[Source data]
========================================

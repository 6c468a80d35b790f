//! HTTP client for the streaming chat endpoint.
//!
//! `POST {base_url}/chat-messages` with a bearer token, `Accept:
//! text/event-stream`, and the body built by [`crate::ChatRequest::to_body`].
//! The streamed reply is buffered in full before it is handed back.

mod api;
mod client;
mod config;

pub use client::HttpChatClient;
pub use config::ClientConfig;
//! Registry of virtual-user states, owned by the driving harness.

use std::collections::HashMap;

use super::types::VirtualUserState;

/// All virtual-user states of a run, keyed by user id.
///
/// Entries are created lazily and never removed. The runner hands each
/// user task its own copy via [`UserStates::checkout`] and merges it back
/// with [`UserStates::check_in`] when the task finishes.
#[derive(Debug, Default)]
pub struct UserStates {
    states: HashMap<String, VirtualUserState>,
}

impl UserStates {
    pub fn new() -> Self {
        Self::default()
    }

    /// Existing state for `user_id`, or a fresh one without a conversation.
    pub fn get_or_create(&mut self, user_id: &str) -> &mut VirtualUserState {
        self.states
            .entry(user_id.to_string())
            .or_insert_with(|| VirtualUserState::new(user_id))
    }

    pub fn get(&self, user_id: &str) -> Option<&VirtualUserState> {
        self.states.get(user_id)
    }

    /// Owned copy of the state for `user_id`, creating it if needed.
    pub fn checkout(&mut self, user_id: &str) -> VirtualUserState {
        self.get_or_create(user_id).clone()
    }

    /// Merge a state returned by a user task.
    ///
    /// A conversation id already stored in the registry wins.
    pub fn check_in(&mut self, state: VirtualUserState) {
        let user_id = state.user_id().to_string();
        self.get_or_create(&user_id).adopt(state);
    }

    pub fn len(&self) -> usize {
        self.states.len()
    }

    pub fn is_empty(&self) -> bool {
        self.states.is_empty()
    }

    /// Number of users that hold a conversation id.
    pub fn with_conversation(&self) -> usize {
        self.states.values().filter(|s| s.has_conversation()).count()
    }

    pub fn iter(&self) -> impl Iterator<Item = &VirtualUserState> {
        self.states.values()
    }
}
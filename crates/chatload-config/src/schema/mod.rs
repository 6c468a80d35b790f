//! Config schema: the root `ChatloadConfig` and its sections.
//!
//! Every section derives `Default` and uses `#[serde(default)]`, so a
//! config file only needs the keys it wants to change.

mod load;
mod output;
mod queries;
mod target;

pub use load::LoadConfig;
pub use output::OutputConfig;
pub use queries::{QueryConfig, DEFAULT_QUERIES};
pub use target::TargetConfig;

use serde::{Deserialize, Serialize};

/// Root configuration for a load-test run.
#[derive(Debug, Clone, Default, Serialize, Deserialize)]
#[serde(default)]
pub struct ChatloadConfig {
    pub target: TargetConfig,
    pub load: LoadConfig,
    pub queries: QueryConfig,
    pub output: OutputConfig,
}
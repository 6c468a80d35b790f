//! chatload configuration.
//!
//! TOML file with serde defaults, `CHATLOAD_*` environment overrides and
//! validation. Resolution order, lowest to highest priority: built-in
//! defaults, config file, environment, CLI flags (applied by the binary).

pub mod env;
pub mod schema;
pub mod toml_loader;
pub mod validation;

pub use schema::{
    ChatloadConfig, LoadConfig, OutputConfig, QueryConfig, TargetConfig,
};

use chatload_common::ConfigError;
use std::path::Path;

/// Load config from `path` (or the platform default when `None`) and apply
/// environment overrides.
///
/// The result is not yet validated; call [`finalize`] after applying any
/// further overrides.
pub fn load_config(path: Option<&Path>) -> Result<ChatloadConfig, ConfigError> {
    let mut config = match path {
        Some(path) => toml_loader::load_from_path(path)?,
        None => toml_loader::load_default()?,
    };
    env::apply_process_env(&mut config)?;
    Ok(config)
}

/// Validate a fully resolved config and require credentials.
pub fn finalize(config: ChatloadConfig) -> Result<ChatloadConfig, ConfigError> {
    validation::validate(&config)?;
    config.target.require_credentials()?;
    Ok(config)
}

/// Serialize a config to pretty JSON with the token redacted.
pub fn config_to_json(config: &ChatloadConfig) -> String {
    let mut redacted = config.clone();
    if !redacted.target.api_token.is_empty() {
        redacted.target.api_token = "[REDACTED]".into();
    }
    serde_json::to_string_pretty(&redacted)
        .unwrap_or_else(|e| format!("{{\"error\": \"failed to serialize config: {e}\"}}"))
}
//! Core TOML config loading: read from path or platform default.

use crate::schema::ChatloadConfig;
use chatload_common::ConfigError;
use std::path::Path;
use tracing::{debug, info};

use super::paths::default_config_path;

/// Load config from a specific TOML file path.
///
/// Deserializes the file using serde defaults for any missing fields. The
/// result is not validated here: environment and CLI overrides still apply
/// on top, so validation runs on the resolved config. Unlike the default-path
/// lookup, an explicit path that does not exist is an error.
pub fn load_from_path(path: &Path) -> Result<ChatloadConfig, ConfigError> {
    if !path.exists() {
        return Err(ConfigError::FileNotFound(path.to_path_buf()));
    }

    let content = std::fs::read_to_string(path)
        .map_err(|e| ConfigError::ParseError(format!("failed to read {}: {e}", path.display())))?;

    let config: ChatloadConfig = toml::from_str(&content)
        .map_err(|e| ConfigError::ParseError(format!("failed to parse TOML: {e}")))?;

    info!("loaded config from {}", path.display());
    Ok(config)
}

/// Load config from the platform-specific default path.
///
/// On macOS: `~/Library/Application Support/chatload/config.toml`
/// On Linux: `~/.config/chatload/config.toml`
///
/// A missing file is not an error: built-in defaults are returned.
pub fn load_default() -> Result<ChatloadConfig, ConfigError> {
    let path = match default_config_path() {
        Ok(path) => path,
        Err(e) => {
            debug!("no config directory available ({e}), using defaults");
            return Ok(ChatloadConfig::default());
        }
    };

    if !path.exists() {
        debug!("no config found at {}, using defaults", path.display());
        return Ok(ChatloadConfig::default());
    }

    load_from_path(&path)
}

========================================

→ EXERCISE AIM
Please give the full set of data again exactly.

→ RESULT OF THIS TASK
repository 6c468a80d35b790f
//! HTTP client for the streaming chat endpoint.
//!
//! `POST {base_url}/chat-messages` with a bearer token, `Accept:
//! text/event-stream`, and the body built by [`crate::ChatRequest::to_body`].
//! The streamed reply is buffered in full before it is handed back.

mod api;
mod client;
mod config;

pub use client::HttpChatClient;
pub use config::ClientConfig;
//! Registry of virtual-user states, owned by the driving harness.

use std::collections::HashMap;

use super::types::VirtualUserState;

/// All virtual-user states of a run, keyed by user id.
///
/// Entries are created lazily and never removed. The runner hands each
/// user task its own copy via [`UserStates::checkout`] and merges it back
/// with [`UserStates::check_in`] when the task finishes.
#[derive(Debug, Default)]
pub struct UserStates {
    states: HashMap<String, VirtualUserState>,
}

impl UserStates {
    pub fn new() -> Self {
        Self::default()
    }

    /// Existing state for `user_id`, or a fresh one without a conversation.
    pub fn get_or_create(&mut self, user_id: &str) -> &mut VirtualUserState {
        self.states
            .entry(user_id.to_string())
            .or_insert_with(|| VirtualUserState::new(user_id))
    }

    pub fn get(&self, user_id: &str) -> Option<&VirtualUserState> {
        self.states.get(user_id)
    }

    /// Owned copy of the state for `user_id`, creating it if needed.
    pub fn checkout(&mut self, user_id: &str) -> VirtualUserState {
        self.get_or_create(user_id).clone()
    }

    /// Merge a state returned by a user task.
    ///
    /// A conversation id already stored in the registry wins.
    pub fn check_in(&mut self, state: VirtualUserState) {
        let user_id = state.user_id().to_string();
        self.get_or_create(&user_id).adopt(state);
    }

    pub fn len(&self) -> usize {
        self.states.len()
    }

    pub fn is_empty(&self) -> bool {
        self.states.is_empty()
    }

    /// Number of users that hold a conversation id.
    pub fn with_conversation(&self) -> usize {
        self.states.values().filter(|s| s.has_conversation()).count()
    }

    pub fn iter(&self) -> impl Iterator<Item = &VirtualUserState> {
        self.states.values()
    }
}
filename crates/chatload-config/src/schema/mod.rs
repository 6c468a80d35b790f
//! Config schema: the root `ChatloadConfig` and its sections.
//!
//! Every section derives `Default` and uses `#[serde(default)]`, so a
//! config file only needs the keys it wants to change.

mod load;
mod output;
mod queries;
mod target;

pub use load::LoadConfig;
pub use output::OutputConfig;
pub use queries::{QueryConfig, DEFAULT_QUERIES};
pub use target::TargetConfig;

use serde::{Deserialize, Serialize};

/// Root configuration for a load-test run.
#[derive(Debug, Clone, Default, Serialize, Deserialize)]
#[serde(default)]
pub struct ChatloadConfig {
    pub target: TargetConfig,
    pub load: LoadConfig,
    pub queries: QueryConfig,
    pub output: OutputConfig,
}
repository 6c468a80d35b790f
//! chatload configuration.
//!
//! TOML file with serde defaults, `CHATLOAD_*` environment overrides and
//! validation. Resolution order, lowest to highest priority: built-in
//! defaults, config file, environment, CLI flags (applied by the binary).

pub mod env;
pub mod schema;
pub mod toml_loader;
pub mod validation;

pub use schema::{
    ChatloadConfig, LoadConfig, OutputConfig, QueryConfig, TargetConfig,
};

use chatload_common::ConfigError;
use std::path::Path;

/// Load config from `path` (or the platform default when `None`) and apply
/// environment overrides.
///
/// The result is not yet validated; call [`finalize`] after applying any
/// further overrides.
pub fn load_config(path: Option<&Path>) -> Result<ChatloadConfig, ConfigError> {
    let mut config = match path {
        Some(path) => toml_loader::load_from_path(path)?,
        None => toml_loader::load_default()?,
    };
    env::apply_process_env(&mut config)?;
    Ok(config)
}

/// Validate a fully resolved config and require credentials.
pub fn finalize(config: ChatloadConfig) -> Result<ChatloadConfig, ConfigError> {
    validation::validate(&config)?;
    config.target.require_credentials()?;
    Ok(config)
}

/// Serialize a config to pretty JSON with the token redacted.
pub fn config_to_json(config: &ChatloadConfig) -> String {
    let mut redacted = config.clone();
    if !redacted.target.api_token.is_empty() {
        redacted.target.api_token = "[REDACTED]".into();
    }
    serde_json::to_string_pretty(&redacted)
        .unwrap_or_else(|e| format!("{{\"error\": \"failed to serialize config: {e}\"}}"))
}
//! Core TOML config loading: read from path or platform default.

use crate::schema::ChatloadConfig;
use chatload_common::ConfigError;
use std::path::Path;
use tracing::{debug, info};

use super::paths::default_config_path;

/// Load config from a specific TOML file path.
///
/// Deserializes the file using serde defaults for any missing fields. The
/// result is not validated here: environment and CLI overrides still apply
/// on top, so validation runs on the resolved config. Unlike the default-path
/// lookup, an explicit path that does not exist is an error.
pub fn load_from_path(path: &Path) -> Result<ChatloadConfig, ConfigError> {
    if !path.exists() {
        return Err(ConfigError::FileNotFound(path.to_path_buf()));
    }

    let content = std::fs::read_to_string(path)
        .map_err(|e| ConfigError::ParseError(format!("failed to read {}: {e}", path.display())))?;

    let config: ChatloadConfig = toml::from_str(&content)
        .map_err(|e| ConfigError::ParseError(format!("failed to parse TOML: {e}")))?;

    info!("loaded config from {}", path.display());
    Ok(config)
}

/// Load config from the platform-specific default path.
///
/// On macOS: `~/Library/Application Support/chatload/config.toml`
/// On Linux: `~/.config/chatload/config.toml`
///
/// A missing file is not an error: built-in defaults are returned.
pub fn load_default() -> Result<ChatloadConfig, ConfigError> {
    let path = match default_config_path() {
        Ok(path) => path,
        Err(e) => {
            debug!("no config directory available ({e}), using defaults");
            return Ok(ChatloadConfig::default());
        }
    };

    if !path.exists() {
        debug!("no config found at {}, using defaults", path.display());
        return Ok(ChatloadConfig::default());
    }

    load_from_path(&path)
}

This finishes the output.